____ Source records
use crate::error::CliError;
use connectors::file::csv::sink::FileInfo;
use model::{cluster::Cluster, execution::view::ExecutionView};
use serde::Serialize;
use std::{
    io::{self, Write},
    path::Path,
};

pub fn print_json<T: Serialize + ?Sized>(value: &T) -> Result<(), CliError> {
    let json = serde_json::to_string_pretty(value)?;
    println!("{json}");
    Ok(())
}

pub fn print_execution(view: &ExecutionView) {
    println!("Execution '{}':", view.execution_id);
    println!("-----------------------------");
    println!("{:<16} {}", "Status", view.status);
    println!("{:<16} {}", "User", view.user_id);
    println!(
        "{:<16} {} total, {} completed, {} failed",
        "Targets", view.total_targets, view.completed_targets, view.failed_targets
    );
    println!("{:<16} {}", "Rows", view.total_rows);
    let duration = view
        .duration_ms
        .map(|ms| format!("{ms} ms"))
        .unwrap_or_else(|| "n/a".to_string());
    println!("{:<16} {}", "Duration", duration);
    if let Some(path) = &view.consolidated_path {
        println!("{:<16} {}", "Result file", path);
    }
    if let Some(message) = &view.error_message {
        println!("{:<16} {}", "Error", message);
    }

    if view.targets.is_empty() {
        return;
    }
    println!();
    println!("{:<20} {:<24} {:<10} {:>10}  {}", "CLUSTER", "DATABASE", "STATUS", "ROWS", "DETAIL");
    for target in &view.targets {
        let detail = target
            .error_message
            .as_deref()
            .or(target.file_path.as_deref())
            .unwrap_or("");
        println!(
            "{:<20} {:<24} {:<10} {:>10}  {}",
            target.cluster_alias, target.database, target.status, target.rows_affected, detail
        );
    }
}

pub fn print_executions(views: &[ExecutionView]) {
    if views.is_empty() {
        println!("No executions found");
        return;
    }
    println!("{:<38} {:<10} {:>8} {:>10}  {}", "ID", "STATUS", "TARGETS", "ROWS", "CREATED");
    for view in views {
        println!(
            "{:<38} {:<10} {:>8} {:>10}  {}",
            view.execution_id,
            view.status,
            view.total_targets,
            view.total_rows,
            view.created_at.to_rfc3339()
        );
    }
}

pub fn print_clusters(clusters: &[Cluster]) {
    println!("{:<6} {:<20} {:<30} {:<8} {}", "ID", "ALIAS", "ADDRESS", "ACTIVE", "DATABASES");
    for cluster in clusters {
        let databases: Vec<&str> = cluster.accessible_databases().map(|d| d.name.as_str()).collect();
        println!(
            "{:<6} {:<20} {:<30} {:<8} {}",
            cluster.id,
            cluster.alias,
            format!("{}:{}", cluster.host, cluster.port),
            cluster.active,
            databases.join(", ")
        );
    }
}

pub fn print_files(files: &[FileInfo]) {
    if files.is_empty() {
        println!("No result files");
        return;
    }
    println!("{:<60} {:>12} {:>10}  {}", "FILE", "BYTES", "ROWS", "MODIFIED");
    for file in files {
        println!(
            "{:<60} {:>12} {:>10}  {}",
            file.name,
            file.size,
            file.data_line_count,
            file.modified.to_rfc3339()
        );
    }
}

/// Writes `bytes` to `path`, or to stdout when no path is given.
pub async fn write_bytes(bytes: &[u8], path: Option<&Path>) -> Result<(), CliError> {
    match path {
        Some(path) => tokio::fs::write(path, bytes).await?,
        None => {
            let mut stdout = io::stdout().lock();
            stdout.write_all(bytes)?;
            stdout.flush()?;
        }
    }
    Ok(())
}
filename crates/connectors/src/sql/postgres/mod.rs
pub mod decoder;
pub mod executor;
pub mod utils;
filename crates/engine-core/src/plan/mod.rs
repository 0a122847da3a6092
pub mod resolver;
________
Try it:
Every line above that holds the string "format" counts once. State how many such lines there are, as a number alone.

Answer to this exercise:
2